Based on the results above, DVG species and their amounts are altered under different infection conditions. Such alteration may be a way for coronavirus to respond to environmental changes and may also contribute to coronavirus pathogenesis. This argument may be one of the reasons why infection of different cells or organs with the same coronavirus leads to different pathologic outcomes. It is speculated that the alteration in DVG species and amounts may suggest the existence of a related regulatory structure or molecule. Alternatively, it is also likely that the alteration may be caused by stochastic variation in different environments. However, the mechanisms of how DVG species and their amounts are altered in response to the different infection conditions remain unclear and thus need to be elucidated. Furthermore, since (i) the synthesized DVG species may differ depending on the infection environments (Fig. 8) and (ii) some of the coronavirus DVGs can replicate and can be packaged into virus particles [15, 28], the DVG species in the new host cells could be from the last passage of the host cells or newly synthesized from the new cells. Consequently, the DVG species in virus particles transmitted among different hosts may also be different and may lead to different effects on infection. Lastly, the selected DVG population may potentially assist coronavirus in developing resistance against the same pressure, posing a concern in controlling coronavirus diseases.

Conclusions

With the assistance of nanopore RNA direct sequencing, we in the current study experimentally revealed the fundamental characteristics of coronavirus DVGs both in vitro and in vivo.
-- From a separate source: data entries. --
//! Engine under construction and the composed engine.

use axum::http::Method;
use axum::Router;

use crate::http::fallback::{FallbackKind, FallbackResponder};

type Interceptor = Box<dyn FnOnce(Router) -> Router + Send>;

/// Mutable engine used during composition.
///
/// Interceptors are recorded in attachment order and applied when the
/// engine is finished: the first one attached becomes the outermost layer,
/// so it sees the request first.
pub struct EngineBuilder {
    router: Router,
    interceptors: Vec<(&'static str, Interceptor)>,
}

impl EngineBuilder {
    pub fn new(router: Router) -> Self {
        Self {
            router,
            interceptors: Vec::new(),
        }
    }

    /// Register an interceptor that wraps everything attached after it.
    pub fn intercept<F>(&mut self, name: &'static str, interceptor: F)
    where
        F: FnOnce(Router) -> Router + Send + 'static,
    {
        self.interceptors.push((name, Box::new(interceptor)));
    }

    /// Register the handler of one fallback condition.
    ///
    /// Must be called after all routes are added: the method fallback is
    /// installed on the routes that exist at call time.
    pub fn fallback(&mut self, responder: FallbackResponder) {
        let router = std::mem::take(&mut self.router);
        self.router = match responder.kind() {
            FallbackKind::NotFound => {
                router.fallback(move |method: Method| responder.clone().handle(method))
            }
            FallbackKind::MethodNotAllowed => router
                .method_not_allowed_fallback(move |method: Method| responder.clone().handle(method)),
        };
    }

    /// Names of the registered interceptors, outermost first.
    pub fn interceptors(&self) -> impl Iterator<Item = &'static str> + '_ {
        self.interceptors.iter().map(|(name, _)| *name)
    }

    pub(crate) fn finish(self, capabilities: Vec<&'static str>) -> Engine {
        let layers: Vec<&'static str> = self.interceptors().collect();
        let router = self
            .interceptors
            .into_iter()
            .rev()
            .fold(self.router, |router, (_, interceptor)| interceptor(router));

        Engine {
            router,
            layers,
            capabilities,
        }
    }
}

/// The composed, immutable request dispatcher.
#[derive(Clone)]
pub struct Engine {
    router: Router,
    layers: Vec<&'static str>,
    capabilities: Vec<&'static str>,
}

impl Engine {
    /// A clone of the composed router, ready to serve.
    pub fn router(&self) -> Router {
        self.router.clone()
    }

    pub fn into_router(self) -> Router {
        self.router
    }

    /// Interceptors wrapping the router, outermost first.
    pub fn layers(&self) -> &[&'static str] {
        &self.layers
    }

    /// Capability modules that attached, in attachment order.
    pub fn capabilities(&self) -> &[&'static str] {
        &self.capabilities
    }
}

impl std::fmt::Debug for Engine {
    fn fmt(&self, f: &mut std::fmt::Formatter<'_>) -> std::fmt::Result {
        f.debug_struct("Engine")
            .field("layers", &self.layers)
            .field("capabilities", &self.capabilities)
            .finish()
    }
}
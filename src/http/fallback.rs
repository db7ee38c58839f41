//! Fallback responses for unmatched routes and methods.
//!
//! # Responsibilities
//! - Decode the `error_body` section of the router namespace
//! - Build the responder for each fallback condition
//! - Mark every fallback response with the product and completeness headers
//!
//! # Design Decisions
//! - The handler for each condition is resolved before registration, so each
//!   condition is registered (and instrumented) exactly once
//! - Presence of a body key decides, not its value: `null` and `{}` are
//!   rendered verbatim
//! - A malformed `error_body` never blocks startup; both conditions fall back
//!   to the builtin empty body

use std::sync::Arc;

use axum::http::{HeaderValue, Method, StatusCode};
use axum::response::{IntoResponse, Response};
use axum::Json;
use serde::{Deserialize, Deserializer};
use serde_json::Value;

use crate::config::ExtraConfig;
use crate::observability::metrics::{self, NO_METHOD, NO_ROUTE};

/// Namespace of the router's own settings in `extra_config`.
pub const ROUTER_NAMESPACE: &str = "github_com/luraproject/lura/router/gin";

/// Product identification header set on every fallback response.
pub const PRODUCT_HEADER_NAME: &str = "x-gateway";
pub const PRODUCT_HEADER_VALUE: &str = concat!("Version ", env!("CARGO_PKG_VERSION"));

/// Marks a response as not produced by normal endpoint processing.
pub const COMPLETED_HEADER_NAME: &str = "x-gateway-completed";
pub const INCOMPLETE_RESPONSE_VALUE: &str = "false";

/// The two fallback conditions.
#[derive(Debug, Clone, Copy, PartialEq, Eq)]
pub enum FallbackKind {
    /// No route matches the path.
    NotFound,
    /// The path matches but not with the request's method.
    MethodNotAllowed,
}

impl FallbackKind {
    pub fn status(self) -> StatusCode {
        match self {
            FallbackKind::NotFound => StatusCode::NOT_FOUND,
            FallbackKind::MethodNotAllowed => StatusCode::METHOD_NOT_ALLOWED,
        }
    }

    /// Endpoint label used by the request instrumentation.
    pub fn endpoint_label(self) -> &'static str {
        match self {
            FallbackKind::NotFound => NO_ROUTE,
            FallbackKind::MethodNotAllowed => NO_METHOD,
        }
    }
}

/// Configured fallback bodies. `None` means builtin behaviour.
#[derive(Debug, Clone, Default, PartialEq)]
pub struct FallbackConfig {
    pub not_found: Option<Value>,
    pub method_not_allowed: Option<Value>,
}

#[derive(Debug, Default, Deserialize)]
struct RouterOptions {
    #[serde(default)]
    error_body: ErrorBody,
}

#[derive(Debug, Default, Deserialize)]
struct ErrorBody {
    #[serde(rename = "404", default, deserialize_with = "present")]
    not_found: Option<Value>,
    #[serde(rename = "405", default, deserialize_with = "present")]
    method_not_allowed: Option<Value>,
}

/// A key that is present yields `Some`, even when its value is `null`.
fn present<'de, D>(deserializer: D) -> Result<Option<Value>, D::Error>
where
    D: Deserializer<'de>,
{
    Value::deserialize(deserializer).map(Some)
}

impl FallbackConfig {
    /// Resolve the fallback bodies from the router namespace.
    pub fn from_extra(extra: &ExtraConfig) -> Self {
        let section = match extra.section(ROUTER_NAMESPACE) {
            None | Some(Value::Null) => return Self::default(),
            Some(section) => section,
        };

        match RouterOptions::deserialize(section) {
            Ok(options) => Self {
                not_found: options.error_body.not_found,
                method_not_allowed: options.error_body.method_not_allowed,
            },
            Err(e) => {
                tracing::warn!(
                    namespace = ROUTER_NAMESPACE,
                    error = %e,
                    "Ignoring malformed error_body, using builtin fallback responses"
                );
                Self::default()
            }
        }
    }

    pub fn body(&self, kind: FallbackKind) -> Option<&Value> {
        match kind {
            FallbackKind::NotFound => self.not_found.as_ref(),
            FallbackKind::MethodNotAllowed => self.method_not_allowed.as_ref(),
        }
    }
}

/// Produces the response for one fallback condition.
#[derive(Debug, Clone)]
pub struct FallbackResponder {
    kind: FallbackKind,
    body: Option<Arc<Value>>,
}

impl FallbackResponder {
    pub fn new(kind: FallbackKind, body: Option<Value>) -> Self {
        Self {
            kind,
            body: body.map(Arc::new),
        }
    }

    pub fn from_config(kind: FallbackKind, config: &FallbackConfig) -> Self {
        Self::new(kind, config.body(kind).cloned())
    }

    pub fn kind(&self) -> FallbackKind {
        self.kind
    }

    pub fn has_custom_body(&self) -> bool {
        self.body.is_some()
    }

    /// Build the fallback response.
    pub fn respond(&self) -> Response {
        let mut response = match &self.body {
            Some(body) => (self.kind.status(), Json(body.as_ref())).into_response(),
            None => self.kind.status().into_response(),
        };

        let headers = response.headers_mut();
        headers.insert(PRODUCT_HEADER_NAME, HeaderValue::from_static(PRODUCT_HEADER_VALUE));
        headers.insert(
            COMPLETED_HEADER_NAME,
            HeaderValue::from_static(INCOMPLETE_RESPONSE_VALUE),
        );
        response
    }

    /// Instrumented request handler.
    pub async fn handle(self, method: Method) -> Response {
        metrics::observe(self.kind.endpoint_label(), method, async { self.respond() }).await
    }
}

#[cfg(test)]
mod tests {
    use super::*;
    use serde_json::json;

    fn extra(section: Value) -> ExtraConfig {
        let mut extra = ExtraConfig::new();
        extra.insert(ROUTER_NAMESPACE, section);
        extra
    }

    #[test]
    fn test_absent_namespace_uses_builtin() {
        let config = FallbackConfig::from_extra(&ExtraConfig::new());
        assert_eq!(config, FallbackConfig::default());
    }

    #[test]
    fn test_null_body_is_present() {
        let config = FallbackConfig::from_extra(&extra(json!({ "error_body": { "404": null } })));
        assert_eq!(config.not_found, Some(Value::Null));
        assert_eq!(config.method_not_allowed, None);
    }

    #[test]
    fn test_other_router_options_are_ignored() {
        let config = FallbackConfig::from_extra(&extra(json!({
            "return_error_msg": true,
            "error_body": { "405": { "error": "method" } }
        })));
        assert_eq!(config.not_found, None);
        assert_eq!(config.method_not_allowed, Some(json!({ "error": "method" })));
    }

    #[test]
    fn test_malformed_error_body_is_lenient() {
        let config = FallbackConfig::from_extra(&extra(json!({ "error_body": "oops" })));
        assert_eq!(config, FallbackConfig::default());
    }

    #[test]
    fn test_builtin_response_has_headers_and_status() {
        let response = FallbackResponder::new(FallbackKind::MethodNotAllowed, None).respond();
        assert_eq!(response.status(), StatusCode::METHOD_NOT_ALLOWED);
        assert_eq!(response.headers()[PRODUCT_HEADER_NAME], PRODUCT_HEADER_VALUE);
        assert_eq!(response.headers()[COMPLETED_HEADER_NAME], INCOMPLETE_RESPONSE_VALUE);
        assert!(response.headers().get("content-type").is_none());
    }

    #[test]
    fn test_custom_body_is_json() {
        let responder = FallbackResponder::new(FallbackKind::NotFound, Some(json!({ "error": "nf" })));
        assert!(responder.has_custom_body());

        let response = responder.respond();
        assert_eq!(response.status(), StatusCode::NOT_FOUND);
        assert_eq!(response.headers()["content-type"], "application/json");
        assert_eq!(response.headers()[PRODUCT_HEADER_NAME], PRODUCT_HEADER_VALUE);
    }
}
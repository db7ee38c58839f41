//! Endpoint handler factories.
//!
//! The composer does not implement endpoint logic. It asks the
//! [`HandlerFactory`] in `EngineOptions` for one handler per configured
//! endpoint and wraps it with the endpoint instrumentation.

use std::future::Future;
use std::pin::Pin;
use std::sync::Arc;

use axum::body::Body;
use axum::http::{Request, StatusCode};
use axum::response::{IntoResponse, Response};
use axum::Json;
use serde_json::Value;

use crate::config::EndpointConfig;

/// A heap-allocated, type-erased response future.
pub type BoxFuture = Pin<Box<dyn Future<Output = Response> + Send + 'static>>;

/// Endpoint logic behind one route.
pub trait EndpointHandler: Send + Sync + 'static {
    fn call(&self, request: Request<Body>) -> BoxFuture;
}

impl<F, Fut> EndpointHandler for F
where
    F: Fn(Request<Body>) -> Fut + Send + Sync + 'static,
    Fut: Future<Output = Response> + Send + 'static,
{
    fn call(&self, request: Request<Body>) -> BoxFuture {
        Box::pin((self)(request))
    }
}

/// Creates the handler of each configured endpoint.
pub trait HandlerFactory: Send + Sync {
    fn new_handler(&self, endpoint: &EndpointConfig) -> Arc<dyn EndpointHandler>;
}

/// Serves each endpoint's `static_response`, or `{}` when none is set.
#[derive(Debug, Clone, Copy, Default)]
pub struct StaticHandlerFactory;

impl HandlerFactory for StaticHandlerFactory {
    fn new_handler(&self, endpoint: &EndpointConfig) -> Arc<dyn EndpointHandler> {
        let body = Arc::new(
            endpoint
                .static_response
                .clone()
                .unwrap_or_else(|| Value::Object(Default::default())),
        );

        Arc::new(move |_request: Request<Body>| {
            let body = Arc::clone(&body);
            async move { (StatusCode::OK, Json(body.as_ref())).into_response() }
        })
    }
}
//! Metrics collection and exposition.
//!
//! # Metrics
//! - `gateway_requests_total` (counter): requests by endpoint, method, status
//! - `gateway_request_duration_seconds` (histogram): latency distribution
//!
//! Routed endpoints and the two fallback conditions go through the same
//! [`observe`] wrapper, so fallback traffic shows up under the `NoRoute` and
//! `NoMethod` endpoint labels next to normal routes.

use std::future::Future;
use std::net::SocketAddr;
use std::time::Instant;

use axum::http::Method;
use axum::response::Response;
use metrics_exporter_prometheus::{BuildError, PrometheusBuilder};

/// Endpoint label for requests that matched no route.
pub const NO_ROUTE: &str = "NoRoute";
/// Endpoint label for requests whose method is not served on the path.
pub const NO_METHOD: &str = "NoMethod";

/// Install the Prometheus exporter with its own HTTP listener.
///
/// Must be called from within a tokio runtime.
pub fn init_metrics(addr: SocketAddr) -> Result<(), BuildError> {
    PrometheusBuilder::new().with_http_listener(addr).install()?;
    tracing::info!(address = %addr, "Metrics exporter listening");
    Ok(())
}

/// Record one finished request.
pub fn record_request(endpoint: &str, method: &Method, status: u16, start: Instant) {
    metrics::counter!(
        "gateway_requests_total",
        "endpoint" => endpoint.to_string(),
        "method" => method.to_string(),
        "status" => status.to_string()
    )
    .increment(1);

    metrics::histogram!(
        "gateway_request_duration_seconds",
        "endpoint" => endpoint.to_string(),
        "method" => method.to_string()
    )
    .record(start.elapsed().as_secs_f64());
}

/// Run a handler future and record its outcome under `endpoint`.
pub async fn observe<F>(endpoint: &str, method: Method, handler: F) -> Response
where
    F: Future<Output = Response>,
{
    let start = Instant::now();
    let response = handler.await;
    record_request(endpoint, &method, response.status().as_u16(), start);
    response
}
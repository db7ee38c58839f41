//! HTTP server setup.
//!
//! # Responsibilities
//! - Obtain the engine from an [`EngineFactory`]
//! - Serve it on a bound listener
//! - Stop accepting on the shutdown signal and drain in-flight requests

use std::sync::Arc;

use tokio::net::TcpListener;
use tokio::sync::broadcast;

use crate::config::ServiceConfig;
use crate::engine::{Engine, EngineError, EngineFactory, EngineOptions};

/// HTTP server for one gateway service.
pub struct GatewayServer {
    engine: Engine,
    config: Arc<ServiceConfig>,
}

impl GatewayServer {
    /// Compose the engine. Fails only on a malformed base router.
    pub fn new(
        factory: &dyn EngineFactory,
        config: ServiceConfig,
        options: EngineOptions,
    ) -> Result<Self, EngineError> {
        let engine = factory.new_engine(&config, options)?;
        Ok(Self {
            engine,
            config: Arc::new(config),
        })
    }

    /// Run the server until `shutdown` fires.
    pub async fn run(
        self,
        listener: TcpListener,
        mut shutdown: broadcast::Receiver<()>,
    ) -> Result<(), std::io::Error> {
        let addr = listener.local_addr()?;
        tracing::info!(
            address = %addr,
            service = %self.config.name,
            capabilities = ?self.engine.capabilities(),
            "HTTP server starting"
        );

        axum::serve(listener, self.engine.into_router())
            .with_graceful_shutdown(async move {
                let _ = shutdown.recv().await;
                tracing::info!("Shutdown signal received, draining connections");
            })
            .await?;

        tracing::info!("HTTP server stopped");
        Ok(())
    }

    pub fn engine(&self) -> &Engine {
        &self.engine
    }

    pub fn config(&self) -> &ServiceConfig {
        &self.config
    }
}
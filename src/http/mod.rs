//! HTTP protocol handling subsystem.
//!
//! # Data Flow
//! ```text
//! TCP connection
//!     → server.rs (axum::serve over the composed engine)
//!     → request.rs (request ID assigned and echoed)
//!     → routed endpoint, or fallback.rs for unmatched path / method
//!     → Send to client
//! ```

pub mod fallback;
pub mod request;
pub mod server;

pub use fallback::{FallbackConfig, FallbackKind, FallbackResponder};
pub use request::X_REQUEST_ID;
pub use server::GatewayServer;
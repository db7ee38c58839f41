//! Shared utilities for integration tests.

#![allow(dead_code)]

use std::io;
use std::sync::{Arc, Mutex};

use axum::body::{Body, Bytes};
use axum::http::{HeaderMap, Request, StatusCode};
use axum::Router;
use gateway_engine::config::{EndpointConfig, ExtraConfig, ServiceConfig};
use serde_json::{json, Value};
use tower::ServiceExt;

/// Router namespace holding `error_body`.
pub const ROUTER_NS: &str = "github_com/luraproject/lura/router/gin";

/// Extension mapping with a single namespace.
pub fn extra(namespace: &str, section: Value) -> Value {
    let mut map = serde_json::Map::new();
    map.insert(namespace.to_string(), section);
    Value::Object(map)
}

/// Service with `GET /users`, `POST /users` and `GET /status`.
pub fn service_config(extra: Value) -> ServiceConfig {
    let mut config = ServiceConfig::default();
    config.endpoints.push(EndpointConfig::new("GET", "/users"));
    config.endpoints.push(EndpointConfig::new("POST", "/users"));

    let mut status = EndpointConfig::new("GET", "/status");
    status.static_response = Some(json!({ "status": "ok" }));
    config.endpoints.push(status);

    config.extra_config = match extra {
        Value::Object(map) => ExtraConfig::from(map),
        Value::Null => ExtraConfig::new(),
        other => panic!("extra config must be an object, got {other}"),
    };
    config
}

/// Collected response parts.
pub struct TestResponse {
    pub status: StatusCode,
    pub headers: HeaderMap,
    pub body: Bytes,
}

impl TestResponse {
    pub fn json(&self) -> Value {
        serde_json::from_slice(&self.body).expect("response body is not JSON")
    }

    pub fn header(&self, name: &str) -> Option<&str> {
        self.headers.get(name).and_then(|v| v.to_str().ok())
    }
}

pub async fn send(router: &Router, request: Request<Body>) -> TestResponse {
    let response = router.clone().oneshot(request).await.unwrap();
    let (parts, body) = response.into_parts();
    let body = axum::body::to_bytes(body, usize::MAX).await.unwrap();
    TestResponse {
        status: parts.status,
        headers: parts.headers,
        body,
    }
}

pub async fn get(router: &Router, uri: &str) -> TestResponse {
    send(router, Request::get(uri).body(Body::empty()).unwrap()).await
}

pub async fn request(router: &Router, method: &str, uri: &str) -> TestResponse {
    send(
        router,
        Request::builder()
            .method(method)
            .uri(uri)
            .body(Body::empty())
            .unwrap(),
    )
    .await
}

/// In-memory sink for formatted log lines.
#[derive(Clone, Default)]
pub struct LogBuffer(Arc<Mutex<Vec<u8>>>);

impl io::Write for LogBuffer {
    fn write(&mut self, buf: &[u8]) -> io::Result<usize> {
        self.0.lock().unwrap().extend_from_slice(buf);
        Ok(buf.len())
    }

    fn flush(&mut self) -> io::Result<()> {
        Ok(())
    }
}

impl LogBuffer {
    pub fn contents(&self) -> String {
        String::from_utf8_lossy(&self.0.lock().unwrap()).into_owned()
    }

    /// Lines logged at `level` (e.g. "WARN").
    pub fn lines_at(&self, level: &str) -> Vec<String> {
        self.contents()
            .lines()
            .filter(|line| line.split_whitespace().any(|word| word == level))
            .map(str::to_owned)
            .collect()
    }
}

/// Run `f` with a subscriber writing every event into a buffer.
pub fn capture_logs<T>(f: impl FnOnce() -> T) -> (T, LogBuffer) {
    let buffer = LogBuffer::default();
    let writer = buffer.clone();
    let subscriber = tracing_subscriber::fmt()
        .with_writer(move || writer.clone())
        .with_max_level(tracing::Level::TRACE)
        .with_ansi(false)
        .finish();

    let result = tracing::subscriber::with_default(subscriber, f);
    (result, buffer)
}
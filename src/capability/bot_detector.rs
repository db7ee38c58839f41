//! User-Agent based bot detection.
//!
//! Decision order for a User-Agent:
//! 1. empty → bot only if `empty_user_agent_is_bot`
//! 2. exact match in `allow` → not a bot
//! 3. exact match in `deny` → bot
//! 4. any of `patterns` matches → bot
//!
//! The User-Agent is matched as raw header bytes; a value that is not valid
//! UTF-8 still goes through the lists and patterns. Pattern verdicts are
//! memoised in a bounded cache when `cache_size > 0`.

use std::collections::HashSet;
use std::sync::Arc;

use axum::{
    body::Body,
    extract::State,
    http::{header, HeaderValue, Request, StatusCode},
    middleware::{self, Next},
    response::{IntoResponse, Response},
};
use dashmap::DashMap;
use regex::bytes::RegexSet;
use serde::Deserialize;
use tracing::Span;

use super::{decode, AttachError, Capability};
use crate::config::ExtraConfig;
use crate::engine::EngineBuilder;

pub const NAMESPACE: &str = "security/bot-detector";

#[derive(Debug, Clone, Default, Deserialize)]
#[serde(default)]
pub struct BotConfig {
    pub allow: Vec<String>,
    pub deny: Vec<String>,
    pub patterns: Vec<String>,
    pub cache_size: usize,
    pub empty_user_agent_is_bot: bool,
}

/// Compiled detector.
#[derive(Debug)]
pub struct Detector {
    allow: HashSet<Vec<u8>>,
    deny: HashSet<Vec<u8>>,
    patterns: RegexSet,
    empty_user_agent_is_bot: bool,
    cache: DashMap<Vec<u8>, bool>,
    cache_size: usize,
}

impl Detector {
    pub fn new(config: BotConfig) -> Result<Self, AttachError> {
        let patterns = RegexSet::new(&config.patterns)
            .map_err(|e| AttachError::InitFailed(format!("bad pattern: {e}")))?;

        Ok(Self {
            allow: config.allow.into_iter().map(String::into_bytes).collect(),
            deny: config.deny.into_iter().map(String::into_bytes).collect(),
            patterns,
            empty_user_agent_is_bot: config.empty_user_agent_is_bot,
            cache: DashMap::new(),
            cache_size: config.cache_size,
        })
    }

    pub fn is_bot(&self, user_agent: impl AsRef<[u8]>) -> bool {
        let user_agent = user_agent.as_ref();
        if user_agent.is_empty() {
            return self.empty_user_agent_is_bot;
        }
        if self.allow.contains(user_agent) {
            return false;
        }
        if self.deny.contains(user_agent) {
            return true;
        }
        if self.cache_size == 0 {
            return self.patterns.is_match(user_agent);
        }

        if let Some(verdict) = self.cache.get(user_agent) {
            return *verdict;
        }
        let verdict = self.patterns.is_match(user_agent);
        // Full cache: keep serving, stop memoising.
        if self.cache.len() < self.cache_size {
            self.cache.insert(user_agent.to_vec(), verdict);
        }
        verdict
    }

    pub fn cached(&self) -> usize {
        self.cache.len()
    }
}

/// Middleware rejecting detected bots with 403.
pub async fn bot_detector_middleware(
    State(detector): State<Arc<Detector>>,
    request: Request<Body>,
    next: Next,
) -> Response {
    let user_agent = request
        .headers()
        .get(header::USER_AGENT)
        .map(HeaderValue::as_bytes)
        .unwrap_or_default();

    if detector.is_bot(user_agent) {
        tracing::debug!(user_agent = %String::from_utf8_lossy(user_agent), "Bot rejected");
        return (StatusCode::FORBIDDEN, "bot rejected").into_response();
    }
    next.run(request).await
}

/// The bot detection capability.
#[derive(Debug, Clone, Copy, Default)]
pub struct BotDetector;

impl Capability for BotDetector {
    fn name(&self) -> &'static str {
        "bot-detector"
    }

    fn namespace(&self) -> &'static str {
        NAMESPACE
    }

    fn attach(
        &self,
        extra: &ExtraConfig,
        engine: &mut EngineBuilder,
        logger: &Span,
    ) -> Result<(), AttachError> {
        let config: BotConfig = decode(extra, NAMESPACE)?;
        let detector = Arc::new(Detector::new(config)?);

        tracing::trace!(
            parent: logger,
            allow = detector.allow.len(),
            deny = detector.deny.len(),
            patterns = detector.patterns.len(),
            "Bot detector compiled"
        );

        engine.intercept(self.name(), move |router| {
            router.layer(middleware::from_fn_with_state(detector, bot_detector_middleware))
        });
        Ok(())
    }
}
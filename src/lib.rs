//! API gateway engine bootstrap.
//!
//! Composes the request-handling engine: a base router wrapped, in a fixed
//! order, by tracing, fallback responses and the optional capability modules
//! (security headers, scripting hooks, bot detection).

pub mod capability;
pub mod config;
pub mod engine;
pub mod http;
pub mod lifecycle;
pub mod observability;

pub use config::ServiceConfig;
pub use engine::{new_engine, Engine, EngineError, EngineFactory, EngineOptions, GatewayEngineFactory};
pub use http::GatewayServer;
pub use lifecycle::Shutdown;
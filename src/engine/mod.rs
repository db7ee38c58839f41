//! Engine composition subsystem.
//!
//! # Data Flow
//! ```text
//! ServiceConfig + EngineOptions
//!     → factory.rs (stable entry point)
//!     → composer.rs (base router, tracing, fallbacks, capabilities)
//!     → builder.rs (ordered interceptors → Engine)
//!     → Engine (immutable, cloned into the server)
//! ```
//!
//! # Design Decisions
//! - Composition runs once, synchronously, before any traffic is served
//! - Only base router construction can fail; capabilities degrade
//! - The engine is read-only after composition; no locks on the hot path

pub mod builder;
pub mod composer;
pub mod error;
pub mod factory;
pub mod handler;

use std::sync::Arc;

use tracing::Span;

use crate::observability::Telemetry;

pub use builder::{Engine, EngineBuilder};
pub use composer::EngineComposer;
pub use error::EngineError;
pub use factory::{new_engine, EngineFactory, GatewayEngineFactory};
pub use handler::{EndpointHandler, HandlerFactory, StaticHandlerFactory};

/// Caller-supplied options for one engine instance.
#[derive(Clone)]
pub struct EngineOptions {
    /// Span that composition and module attachment log under.
    pub logger: Span,
    /// Telemetry scope the trace layer belongs to.
    pub telemetry: Telemetry,
    /// Produces the endpoint handlers.
    pub handler_factory: Arc<dyn HandlerFactory>,
}

impl EngineOptions {
    pub fn new(telemetry: Telemetry) -> Self {
        Self {
            logger: tracing::info_span!("engine", router = "axum"),
            telemetry,
            handler_factory: Arc::new(StaticHandlerFactory),
        }
    }

    pub fn with_logger(mut self, logger: Span) -> Self {
        self.logger = logger;
        self
    }

    pub fn with_handler_factory(mut self, factory: Arc<dyn HandlerFactory>) -> Self {
        self.handler_factory = factory;
        self
    }
}

impl Default for EngineOptions {
    fn default() -> Self {
        Self::new(Telemetry::default())
    }
}

impl std::fmt::Debug for EngineOptions {
    fn fmt(&self, f: &mut std::fmt::Formatter<'_>) -> std::fmt::Result {
        f.debug_struct("EngineOptions")
            .field("logger", &self.logger)
            .field("telemetry", &self.telemetry)
            .finish_non_exhaustive()
    }
}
The biological features of coronavirus DVGs in terms of abundance, reproducibility, and variety extend the current model for coronavirus gene expression. The unveiled characteristics of coronavirus DVGs in terms of abundance, reproducibility, the variety of the DVG structures and their protein-coding potential may contribute to the pathogenesis. In addition, the findings that the amounts and DVG species are alterted under different infection environments and selection pressures may further contribute to virus fitness and thus the pathogenesis. Consequently, the current study may contribute to a variety of biomedical studies including the synthesis mechanism of DVGs and its role in pathogenesis, contributing to development of antiviral strategy.